Isolate every line in the records below with "close" in it.
=== Data shown ===
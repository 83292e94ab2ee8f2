//! 徽章发放服务入口
//!
//! 启动顺序：配置 -> 可观测性 -> 数据库与迁移 -> Redis / Kafka -> 服务组装 -> 后台任务。

use std::sync::Arc;

use anyhow::{Context, Result};
use badge_shared::config::{AppConfig, AwardMode};
use badge_shared::database::Database;
use badge_shared::kafka::KafkaProducer;
use badge_shared::observability;
use badge_shared::pubsub::{ConnectionManager, ConnectionSettings, Connector, RedisConnector};
use badge_shared::retry::RetryPolicy;
use tokio::signal;
use tokio::sync::watch;
use tracing::{error, info};

use badge_award::chain::{JsonRpcBadgeContract, TransactionGateway};
use badge_award::consumer::LifecycleEventConsumer;
use badge_award::notification::{KafkaQueueSink, NotificationRelay, NotificationSink, TopicSink};
use badge_award::processor::LifecycleEventProcessor;
use badge_award::repository::{AwardRepository, BadgeRepository};
use badge_award::scheduler::{HeartbeatScheduler, ReconcileWorker};
use badge_award::service::{AwardService, AwardSettings};

const SERVICE_NAME: &str = "badge-award-service";

#[tokio::main]
async fn main() -> Result<()> {
    // 1. 加载并校验配置，校验失败直接终止启动
    let config = AppConfig::load(SERVICE_NAME).context("加载配置失败")?;
    config.validate().context("配置校验失败")?;

    // 2. 可观测性
    let obs_config = config
        .observability
        .clone()
        .with_service_name(&config.service_name);
    let _guard = observability::init(&obs_config).await?;

    info!(
        environment = %config.environment,
        mode = ?config.award.mode,
        "Starting badge-award-service..."
    );

    // 3. 数据库
    let db = Database::connect(&config.database).await?;
    db.run_migrations().await?;
    let pool = db.pool().clone();
    info!("Database connection established");

    // 4. Redis 连通性检查
    let redis_connector = Arc::new(RedisConnector::new(&config.redis)?);
    redis_connector.connect().await.context("Redis 连接失败")?;
    info!("Redis connection established");

    // 5. 仓储与链上网关
    let badge_repo = Arc::new(BadgeRepository::new(pool.clone()));
    let award_repo = Arc::new(AwardRepository::new(pool.clone()));

    let gateway = match config.award.mode {
        AwardMode::OnChain => {
            let contract = JsonRpcBadgeContract::new(&config.chain)?;
            info!(network = %config.chain.network, "Transaction gateway initialized");
            Some(Arc::new(TransactionGateway::new(Arc::new(contract))))
        }
        AwardMode::OffChain => None,
    };

    // 6. 通知渠道
    let producer = KafkaProducer::new(&config.kafka)?;
    let queue_sink: Arc<dyn NotificationSink> = Arc::new(KafkaQueueSink::new(
        producer,
        &config.notification.queue_topic,
        &config.notification.partition_key,
    ));

    let notify_conn = ConnectionManager::open(
        redis_connector.clone(),
        ConnectionSettings {
            name: "notification-topic".to_string(),
            reconnect_delay: config.notification.reconnect_delay(),
            publish_timeout: config.notification.publish_timeout(),
        },
    );
    let topic_sink: Arc<dyn NotificationSink> = Arc::new(TopicSink::new(
        notify_conn.clone(),
        &config.notification.topic_channel,
    ));

    // 7. 服务组装
    let relay = Arc::new(NotificationRelay::new(
        badge_repo.clone(),
        queue_sink,
        topic_sink,
        RetryPolicy::once(config.notification.queue_retry_delay()),
    ));
    let award_service = Arc::new(AwardService::new(
        badge_repo.clone(),
        award_repo.clone(),
        gateway.clone(),
        AwardSettings::from(&config.award),
    )?);
    info!("Services initialized");

    let (shutdown_tx, shutdown_rx) = watch::channel(false);
    let mut tasks = Vec::new();

    // 8. 后台任务
    if gateway.is_some() {
        let worker = ReconcileWorker::new(
            award_service.clone(),
            relay.clone(),
            config.award.reconcile_interval_secs,
            config.award.reconcile_batch_size,
        );
        let rx = shutdown_rx.clone();
        tasks.push(tokio::spawn(async move { worker.run(rx).await }));
    }

    let ping_conn = if config.notification.ping_enabled {
        let conn = ConnectionManager::open(
            redis_connector.clone(),
            ConnectionSettings {
                name: "ping".to_string(),
                reconnect_delay: config.notification.reconnect_delay(),
                publish_timeout: config.notification.publish_timeout(),
            },
        );
        let sink = Arc::new(TopicSink::new(conn.clone(), &config.notification.ping_channel));
        let heartbeat = HeartbeatScheduler::new(sink, &config.notification.ping_cron)?;
        let rx = shutdown_rx.clone();
        tasks.push(tokio::spawn(async move { heartbeat.run(rx).await }));
        Some(conn)
    } else {
        None
    };

    let processor = LifecycleEventProcessor::new(award_service, relay);
    let consumer = LifecycleEventConsumer::new(&config, processor)?;
    let rx = shutdown_rx.clone();
    tasks.push(tokio::spawn(async move {
        if let Err(e) = consumer.run(rx).await {
            error!(error = %e, "生命周期事件消费者异常退出");
        }
    }));

    info!("badge-award-service started");

    // 9. 等待关闭信号
    shutdown_signal().await;
    let _ = shutdown_tx.send(true);

    for task in tasks {
        if let Err(e) = task.await {
            error!(error = %e, "后台任务异常退出");
        }
    }

    notify_conn.close().await;
    if let Some(conn) = ping_conn {
        conn.close().await;
    }
    db.close().await;

    info!("Service shutdown complete");
    Ok(())
}

/// 优雅关闭信号处理
///
/// 监听 Ctrl+C 和 SIGTERM 信号，用于 Kubernetes 优雅关闭
async fn shutdown_signal() {
    let ctrl_c = async {
        signal::ctrl_c()
            .await
            .expect("Failed to install Ctrl+C handler");
    };

    #[cfg(unix)]
    let terminate = async {
        signal::unix::signal(signal::unix::SignalKind::terminate())
            .expect("Failed to install signal handler")
            .recv()
            .await;
    };

    #[cfg(not(unix))]
    let terminate = std::future::pending::<()>();

    tokio::select! {
        _ = ctrl_c => {
            info!("Received Ctrl+C, starting graceful shutdown...");
        }
        _ = terminate => {
            info!("Received SIGTERM, starting graceful shutdown...");
        }
    }
}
===
:: Your solution ::
    notify_conn.close().await;
        conn.close().await;
    db.close().await;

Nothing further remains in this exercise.